_DATA RECORDS_:
//! Batch evaluation of configured components
//!
//! Every component is validated before any metadata is fetched. Fetches then
//! run in parallel; a metadata failure skips that component and the batch
//! carries on.

use std::cmp::Ordering;

use futures::future::join_all;
use serde::Serialize;
use tracing::{debug, info, warn};

use crate::config::{ComponentConfig, ConfigError, UpdatesConfig};
use crate::version::bounds::BoundedVersionSet;
use crate::version::classifier::{
    TierTrace, UpdateDetails, UpdateSummary, explain_tiers, summarize, update_details,
};
use crate::version::comparator::{ComparatorKind, VersionComparator};
use crate::version::error::{EvaluationError, MetadataError};
use crate::version::provider::{MetadataProvider, ReactorSource};
use crate::version::reactor::{MergeOutcome, ReactorPolicy, merge_with_reactor};
use crate::version::restriction::RangeSpec;
use crate::version::types::{Coordinate, Version, VersionPool};

/// A component whose configuration has been fully parsed
#[derive(Debug, Clone, PartialEq, Eq)]
pub struct PreparedComponent {
    pub coordinate: Coordinate,
    pub property: Option<String>,
    pub current: Version,
    pub restriction: RangeSpec,
    pub comparator: ComparatorKind,
    pub include_snapshots: bool,
    pub reactor: ReactorPolicy,
    pub explain: bool,
}

impl PreparedComponent {
    pub fn prepare(config: &ComponentConfig, global_snapshots: bool) -> Result<Self, ConfigError> {
        Ok(Self {
            coordinate: config.coordinate.clone(),
            property: config.property.clone(),
            current: config.current_version()?,
            restriction: config.restriction()?,
            comparator: config.comparator,
            include_snapshots: config.effective_include_snapshots(global_snapshots),
            reactor: config.reactor_policy(),
            explain: false,
        })
    }
}

/// Parse every non-excluded component, failing on the first invalid one
pub fn prepare_all(config: &UpdatesConfig) -> Result<Vec<PreparedComponent>, ConfigError> {
    config
        .components
        .iter()
        .filter(|component| {
            let excluded = config.is_excluded(&component.coordinate);
            if excluded {
                debug!("Skipping excluded component {}", component.coordinate);
            }
            !excluded
        })
        .map(|component| {
            PreparedComponent::prepare(component, config.include_snapshots).map(|prepared| {
                PreparedComponent {
                    explain: config.explain,
                    ..prepared
                }
            })
        })
        .collect()
}

/// Evaluation result for one component
#[derive(Debug, Clone, PartialEq, Eq, Serialize)]
#[serde(rename_all = "camelCase")]
pub struct ComponentUpdate {
    pub coordinate: Coordinate,
    pub property: Option<String>,
    pub current: Version,
    pub comparator: ComparatorKind,
    pub summary: UpdateSummary,
    pub details: UpdateDetails,
    /// Newest repository version inside the restriction, None when that is
    /// the current version
    pub repository_winner: Option<Version>,
    pub merge: MergeOutcome,
    /// Tier query decisions, present when explaining is enabled
    #[serde(skip_serializing_if = "Option::is_none")]
    pub trace: Option<Vec<TierTrace>>,
}

impl ComponentUpdate {
    pub fn has_updates(&self, show_all: bool) -> bool {
        self.summary
            .has_updates(self.comparator.comparator(), show_all)
    }

    /// Final winner after the reactor merge
    pub fn recommended(&self) -> Option<&Version> {
        self.merge.winner.as_ref()
    }

    /// The recommended version when it is strictly newer than the current one
    pub fn newer_recommendation(&self) -> Option<&Version> {
        self.recommended()
            .filter(|winner| self.comparator.comparator().is_newer(winner, &self.current))
    }

    /// Name shown in property output
    pub fn display_name(&self) -> String {
        self.property
            .clone()
            .unwrap_or_else(|| self.coordinate.to_string())
    }
}

/// A component skipped because its metadata could not be retrieved
#[derive(Debug, Clone, PartialEq, Eq, Serialize)]
pub struct ComponentFailure {
    pub coordinate: Coordinate,
    pub reason: String,
}

#[derive(Debug, Clone, Default, PartialEq, Eq, Serialize)]
pub struct BatchReport {
    pub updates: Vec<ComponentUpdate>,
    pub failures: Vec<ComponentFailure>,
}

/// Newest version inside any of the restriction's ranges
///
/// Returns None when that version is the current one.
pub fn repository_winner(
    current: &Version,
    pool: &VersionPool,
    restriction: &RangeSpec,
    include_snapshots: bool,
    comparator: &dyn VersionComparator,
) -> Option<Version> {
    BoundedVersionSet::new(pool, comparator)
        .newest_in_any(restriction.restrictions(), include_snapshots)
        .filter(|newest| *newest != current)
        .cloned()
}

/// Evaluate a single prepared component
pub async fn evaluate_component(
    provider: &dyn MetadataProvider,
    reactor: &dyn ReactorSource,
    component: &PreparedComponent,
) -> Result<ComponentUpdate, MetadataError> {
    let comparator = component.comparator.comparator();

    let raw = provider.fetch_versions(&component.coordinate).await?;
    let pool = VersionPool::from_strings(&raw, comparator);
    debug!(
        "{}: {} available versions",
        component.coordinate,
        pool.len()
    );

    let summary = summarize(
        component.coordinate.clone(),
        component.current.clone(),
        &pool,
        comparator,
        component.include_snapshots,
    );
    let details = update_details(
        &component.current,
        &pool,
        comparator,
        component.include_snapshots,
    );
    let winner = repository_winner(
        &component.current,
        &pool,
        &component.restriction,
        component.include_snapshots,
        comparator,
    );

    let reactor_pool = if component.reactor.search_reactor {
        VersionPool::from_strings(&reactor.reactor_versions(&component.coordinate), comparator)
    } else {
        VersionPool::default()
    };
    let merge = merge_with_reactor(
        &component.current,
        winner.clone(),
        &reactor_pool,
        &component.restriction,
        component.include_snapshots,
        component.reactor,
        comparator,
    );
    debug!(
        "{}: repository winner {:?}, merge decision {:?}",
        component.coordinate, winner, merge.decision
    );
    let trace = component.explain.then(|| {
        explain_tiers(
            &component.current,
            &pool,
            comparator,
            component.include_snapshots,
        )
    });

    Ok(ComponentUpdate {
        coordinate: component.coordinate.clone(),
        property: component.property.clone(),
        current: component.current.clone(),
        comparator: component.comparator,
        summary,
        details,
        repository_winner: winner,
        merge,
        trace,
    })
}

/// Evaluate one component straight from its configuration
pub async fn evaluate(
    provider: &dyn MetadataProvider,
    reactor: &dyn ReactorSource,
    config: &ComponentConfig,
    global_snapshots: bool,
) -> Result<ComponentUpdate, EvaluationError> {
    let component = PreparedComponent::prepare(config, global_snapshots)?;
    Ok(evaluate_component(provider, reactor, &component).await?)
}

/// Evaluate every configured component
///
/// Configuration errors abort before anything is fetched. Metadata errors
/// are logged and recorded in [`BatchReport::failures`].
pub async fn evaluate_all(
    provider: &dyn MetadataProvider,
    reactor: &dyn ReactorSource,
    config: &UpdatesConfig,
) -> Result<BatchReport, ConfigError> {
    let components = prepare_all(config)?;
    info!("Evaluating {} components", components.len());

    let futures = components.iter().map(|component| async move {
        evaluate_component(provider, reactor, component)
            .await
            .map_err(|e| {
                warn!("Skipping {}: {}", component.coordinate, e);
                ComponentFailure {
                    coordinate: component.coordinate.clone(),
                    reason: e.to_string(),
                }
            })
    });

    let mut report = BatchReport::default();
    for result in join_all(futures).await {
        match result {
            Ok(update) => report.updates.push(update),
            Err(failure) => report.failures.push(failure),
        }
    }

    report.updates.sort_by(compare_updates);
    report
        .failures
        .sort_by(|a, b| a.coordinate.cmp(&b.coordinate));

    info!(
        "Evaluated {} components, {} skipped",
        report.updates.len(),
        report.failures.len()
    );
    Ok(report)
}

fn compare_updates(a: &ComponentUpdate, b: &ComponentUpdate) -> Ordering {
    a.coordinate
        .cmp(&b.coordinate)
        .then_with(|| a.comparator.comparator().compare(&a.current, &b.current))
}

_EXERCISE DIRECTIONS_: What you give back should match the entries above exactly.

_ANSWER BOX_:
//! Batch evaluation of configured components
//!
//! Every component is validated before any metadata is fetched. Fetches then
//! run in parallel; a metadata failure skips that component and the batch
//! carries on.

use std::cmp::Ordering;

use futures::future::join_all;
use serde::Serialize;
use tracing::{debug, info, warn};

use crate::config::{ComponentConfig, ConfigError, UpdatesConfig};
use crate::version::bounds::BoundedVersionSet;
use crate::version::classifier::{
    TierTrace, UpdateDetails, UpdateSummary, explain_tiers, summarize, update_details,
};
use crate::version::comparator::{ComparatorKind, VersionComparator};
use crate::version::error::{EvaluationError, MetadataError};
use crate::version::provider::{MetadataProvider, ReactorSource};
use crate::version::reactor::{MergeOutcome, ReactorPolicy, merge_with_reactor};
use crate::version::restriction::RangeSpec;
use crate::version::types::{Coordinate, Version, VersionPool};

/// A component whose configuration has been fully parsed
#[derive(Debug, Clone, PartialEq, Eq)]
pub struct PreparedComponent {
    pub coordinate: Coordinate,
    pub property: Option<String>,
    pub current: Version,
    pub restriction: RangeSpec,
    pub comparator: ComparatorKind,
    pub include_snapshots: bool,
    pub reactor: ReactorPolicy,
    pub explain: bool,
}

impl PreparedComponent {
    pub fn prepare(config: &ComponentConfig, global_snapshots: bool) -> Result<Self, ConfigError> {
        Ok(Self {
            coordinate: config.coordinate.clone(),
            property: config.property.clone(),
            current: config.current_version()?,
            restriction: config.restriction()?,
            comparator: config.comparator,
            include_snapshots: config.effective_include_snapshots(global_snapshots),
            reactor: config.reactor_policy(),
            explain: false,
        })
    }
}

/// Parse every non-excluded component, failing on the first invalid one
pub fn prepare_all(config: &UpdatesConfig) -> Result<Vec<PreparedComponent>, ConfigError> {
    config
        .components
        .iter()
        .filter(|component| {
            let excluded = config.is_excluded(&component.coordinate);
            if excluded {
                debug!("Skipping excluded component {}", component.coordinate);
            }
            !excluded
        })
        .map(|component| {
            PreparedComponent::prepare(component, config.include_snapshots).map(|prepared| {
                PreparedComponent {
                    explain: config.explain,
                    ..prepared
                }
            })
        })
        .collect()
}

/// Evaluation result for one component
#[derive(Debug, Clone, PartialEq, Eq, Serialize)]
#[serde(rename_all = "camelCase")]
pub struct ComponentUpdate {
    pub coordinate: Coordinate,
    pub property: Option<String>,
    pub current: Version,
    pub comparator: ComparatorKind,
    pub summary: UpdateSummary,
    pub details: UpdateDetails,
    /// Newest repository version inside the restriction, None when that is
    /// the current version
    pub repository_winner: Option<Version>,
    pub merge: MergeOutcome,
    /// Tier query decisions, present when explaining is enabled
    #[serde(skip_serializing_if = "Option::is_none")]
    pub trace: Option<Vec<TierTrace>>,
}

impl ComponentUpdate {
    pub fn has_updates(&self, show_all: bool) -> bool {
        self.summary
            .has_updates(self.comparator.comparator(), show_all)
    }

    /// Final winner after the reactor merge
    pub fn recommended(&self) -> Option<&Version> {
        self.merge.winner.as_ref()
    }

    /// The recommended version when it is strictly newer than the current one
    pub fn newer_recommendation(&self) -> Option<&Version> {
        self.recommended()
            .filter(|winner| self.comparator.comparator().is_newer(winner, &self.current))
    }

    /// Name shown in property output
    pub fn display_name(&self) -> String {
        self.property
            .clone()
            .unwrap_or_else(|| self.coordinate.to_string())
    }
}

/// A component skipped because its metadata could not be retrieved
#[derive(Debug, Clone, PartialEq, Eq, Serialize)]
pub struct ComponentFailure {
    pub coordinate: Coordinate,
    pub reason: String,
}

#[derive(Debug, Clone, Default, PartialEq, Eq, Serialize)]
pub struct BatchReport {
    pub updates: Vec<ComponentUpdate>,
    pub failures: Vec<ComponentFailure>,
}

/// Newest version inside any of the restriction's ranges
///
/// Returns None when that version is the current one.
pub fn repository_winner(
    current: &Version,
    pool: &VersionPool,
    restriction: &RangeSpec,
    include_snapshots: bool,
    comparator: &dyn VersionComparator,
) -> Option<Version> {
    BoundedVersionSet::new(pool, comparator)
        .newest_in_any(restriction.restrictions(), include_snapshots)
        .filter(|newest| *newest != current)
        .cloned()
}

/// Evaluate a single prepared component
pub async fn evaluate_component(
    provider: &dyn MetadataProvider,
    reactor: &dyn ReactorSource,
    component: &PreparedComponent,
) -> Result<ComponentUpdate, MetadataError> {
    let comparator = component.comparator.comparator();

    let raw = provider.fetch_versions(&component.coordinate).await?;
    let pool = VersionPool::from_strings(&raw, comparator);
    debug!(
        "{}: {} available versions",
        component.coordinate,
        pool.len()
    );

    let summary = summarize(
        component.coordinate.clone(),
        component.current.clone(),
        &pool,
        comparator,
        component.include_snapshots,
    );
    let details = update_details(
        &component.current,
        &pool,
        comparator,
        component.include_snapshots,
    );
    let winner = repository_winner(
        &component.current,
        &pool,
        &component.restriction,
        component.include_snapshots,
        comparator,
    );

    let reactor_pool = if component.reactor.search_reactor {
        VersionPool::from_strings(&reactor.reactor_versions(&component.coordinate), comparator)
    } else {
        VersionPool::default()
    };
    let merge = merge_with_reactor(
        &component.current,
        winner.clone(),
        &reactor_pool,
        &component.restriction,
        component.include_snapshots,
        component.reactor,
        comparator,
    );
    debug!(
        "{}: repository winner {:?}, merge decision {:?}",
        component.coordinate, winner, merge.decision
    );
    let trace = component.explain.then(|| {
        explain_tiers(
            &component.current,
            &pool,
            comparator,
            component.include_snapshots,
        )
    });

    Ok(ComponentUpdate {
        coordinate: component.coordinate.clone(),
        property: component.property.clone(),
        current: component.current.clone(),
        comparator: component.comparator,
        summary,
        details,
        repository_winner: winner,
        merge,
        trace,
    })
}

/// Evaluate one component straight from its configuration
pub async fn evaluate(
    provider: &dyn MetadataProvider,
    reactor: &dyn ReactorSource,
    config: &ComponentConfig,
    global_snapshots: bool,
) -> Result<ComponentUpdate, EvaluationError> {
    let component = PreparedComponent::prepare(config, global_snapshots)?;
    Ok(evaluate_component(provider, reactor, &component).await?)
}

/// Evaluate every configured component
///
/// Configuration errors abort before anything is fetched. Metadata errors
/// are logged and recorded in [`BatchReport::failures`].
pub async fn evaluate_all(
    provider: &dyn MetadataProvider,
    reactor: &dyn ReactorSource,
    config: &UpdatesConfig,
) -> Result<BatchReport, ConfigError> {
    let components = prepare_all(config)?;
    info!("Evaluating {} components", components.len());

    let futures = components.iter().map(|component| async move {
        evaluate_component(provider, reactor, component)
            .await
            .map_err(|e| {
                warn!("Skipping {}: {}", component.coordinate, e);
                ComponentFailure {
                    coordinate: component.coordinate.clone(),
                    reason: e.to_string(),
                }
            })
    });

    let mut report = BatchReport::default();
    for result in join_all(futures).await {
        match result {
            Ok(update) => report.updates.push(update),
            Err(failure) => report.failures.push(failure),
        }
    }

    report.updates.sort_by(compare_updates);
    report
        .failures
        .sort_by(|a, b| a.coordinate.cmp(&b.coordinate));

    info!(
        "Evaluated {} components, {} skipped",
        report.updates.len(),
        report.failures.len()
    );
    Ok(report)
}

fn compare_updates(a: &ComponentUpdate, b: &ComponentUpdate) -> Ordering {
    a.coordinate
        .cmp(&b.coordinate)
        .then_with(|| a.comparator.comparator().compare(&a.current, &b.current))
}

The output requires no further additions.